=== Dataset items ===
********************

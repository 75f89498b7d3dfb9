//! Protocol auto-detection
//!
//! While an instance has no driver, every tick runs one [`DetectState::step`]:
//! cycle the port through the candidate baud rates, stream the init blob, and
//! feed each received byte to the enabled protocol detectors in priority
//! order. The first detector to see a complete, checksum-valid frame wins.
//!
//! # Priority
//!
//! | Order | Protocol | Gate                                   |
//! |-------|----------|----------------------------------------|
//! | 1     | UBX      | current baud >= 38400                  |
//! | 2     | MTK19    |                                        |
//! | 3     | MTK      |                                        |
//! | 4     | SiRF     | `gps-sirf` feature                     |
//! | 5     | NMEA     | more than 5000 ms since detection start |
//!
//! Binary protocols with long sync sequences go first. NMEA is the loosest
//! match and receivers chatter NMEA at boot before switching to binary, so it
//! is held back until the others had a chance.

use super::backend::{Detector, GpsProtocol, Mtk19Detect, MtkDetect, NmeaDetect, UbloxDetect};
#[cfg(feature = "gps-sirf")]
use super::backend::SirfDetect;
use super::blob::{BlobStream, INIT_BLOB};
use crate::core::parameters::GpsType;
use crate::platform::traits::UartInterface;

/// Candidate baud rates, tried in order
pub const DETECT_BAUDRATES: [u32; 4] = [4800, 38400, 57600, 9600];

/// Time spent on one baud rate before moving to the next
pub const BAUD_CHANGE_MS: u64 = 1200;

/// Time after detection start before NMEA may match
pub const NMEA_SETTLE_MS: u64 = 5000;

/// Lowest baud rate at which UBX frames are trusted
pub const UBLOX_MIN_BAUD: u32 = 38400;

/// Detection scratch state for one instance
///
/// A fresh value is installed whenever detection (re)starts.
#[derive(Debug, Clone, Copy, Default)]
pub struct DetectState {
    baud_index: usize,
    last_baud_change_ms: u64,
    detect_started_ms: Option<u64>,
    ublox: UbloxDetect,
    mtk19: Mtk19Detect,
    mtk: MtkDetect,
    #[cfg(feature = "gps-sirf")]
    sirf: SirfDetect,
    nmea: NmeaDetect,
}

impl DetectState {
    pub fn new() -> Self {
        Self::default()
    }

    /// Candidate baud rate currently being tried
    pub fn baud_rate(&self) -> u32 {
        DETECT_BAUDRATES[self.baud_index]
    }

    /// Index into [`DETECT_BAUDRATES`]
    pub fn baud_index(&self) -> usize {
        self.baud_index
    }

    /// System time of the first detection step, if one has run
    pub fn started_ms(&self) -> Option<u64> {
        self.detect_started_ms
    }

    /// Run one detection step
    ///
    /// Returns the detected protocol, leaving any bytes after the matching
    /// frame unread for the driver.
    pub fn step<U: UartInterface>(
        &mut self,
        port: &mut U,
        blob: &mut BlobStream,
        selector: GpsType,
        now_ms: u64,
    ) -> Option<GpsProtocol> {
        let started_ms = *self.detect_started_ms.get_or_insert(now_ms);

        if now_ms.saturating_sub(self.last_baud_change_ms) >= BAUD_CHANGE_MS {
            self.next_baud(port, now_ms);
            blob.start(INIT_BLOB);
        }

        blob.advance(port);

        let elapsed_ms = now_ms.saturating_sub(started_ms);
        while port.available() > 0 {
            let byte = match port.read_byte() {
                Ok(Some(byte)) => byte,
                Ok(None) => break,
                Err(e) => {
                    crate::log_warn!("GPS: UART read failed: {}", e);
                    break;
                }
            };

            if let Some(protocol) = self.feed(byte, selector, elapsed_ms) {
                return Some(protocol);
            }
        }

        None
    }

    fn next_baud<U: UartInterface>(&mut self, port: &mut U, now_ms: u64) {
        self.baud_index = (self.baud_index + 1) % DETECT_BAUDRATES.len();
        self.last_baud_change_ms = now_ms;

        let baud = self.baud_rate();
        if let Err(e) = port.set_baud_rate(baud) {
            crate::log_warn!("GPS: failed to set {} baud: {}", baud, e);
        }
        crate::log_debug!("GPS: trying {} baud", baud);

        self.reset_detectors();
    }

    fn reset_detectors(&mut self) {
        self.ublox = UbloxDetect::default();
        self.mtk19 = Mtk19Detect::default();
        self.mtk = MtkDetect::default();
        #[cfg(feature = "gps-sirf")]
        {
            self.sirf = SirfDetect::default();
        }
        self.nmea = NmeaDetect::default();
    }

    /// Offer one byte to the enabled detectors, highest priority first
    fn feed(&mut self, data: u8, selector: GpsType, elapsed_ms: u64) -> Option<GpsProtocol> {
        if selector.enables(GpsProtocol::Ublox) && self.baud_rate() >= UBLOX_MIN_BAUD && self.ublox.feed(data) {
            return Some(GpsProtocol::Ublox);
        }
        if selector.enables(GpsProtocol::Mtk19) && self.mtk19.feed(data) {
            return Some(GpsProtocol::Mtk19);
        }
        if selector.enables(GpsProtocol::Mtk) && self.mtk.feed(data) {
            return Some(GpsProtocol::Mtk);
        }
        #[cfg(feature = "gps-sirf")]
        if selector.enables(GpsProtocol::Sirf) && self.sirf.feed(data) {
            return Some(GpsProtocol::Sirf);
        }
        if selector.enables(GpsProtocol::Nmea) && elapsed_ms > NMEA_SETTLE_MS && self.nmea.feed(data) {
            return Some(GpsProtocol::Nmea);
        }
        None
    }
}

********************

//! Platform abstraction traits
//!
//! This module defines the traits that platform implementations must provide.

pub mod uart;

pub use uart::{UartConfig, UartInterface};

********************

=== WHAT YOU HAVE TO DO ===
All that is wanted is a faithful reproduction of the line above with "Order | Protocol", the line with "use super::backend::SirfDetect;", and every line in between.

=== TASK SOLUTION ===
//! | Order | Protocol | Gate                                   |
//! |-------|----------|----------------------------------------|
//! | 1     | UBX      | current baud >= 38400                  |
//! | 2     | MTK19    |                                        |
//! | 3     | MTK      |                                        |
//! | 4     | SiRF     | `gps-sirf` feature                     |
//! | 5     | NMEA     | more than 5000 ms since detection start |
//!
//! Binary protocols with long sync sequences go first. NMEA is the loosest
//! match and receivers chatter NMEA at boot before switching to binary, so it
//! is held back until the others had a chance.

use super::backend::{Detector, GpsProtocol, Mtk19Detect, MtkDetect, NmeaDetect, UbloxDetect};
#[cfg(feature = "gps-sirf")]
use super::backend::SirfDetect;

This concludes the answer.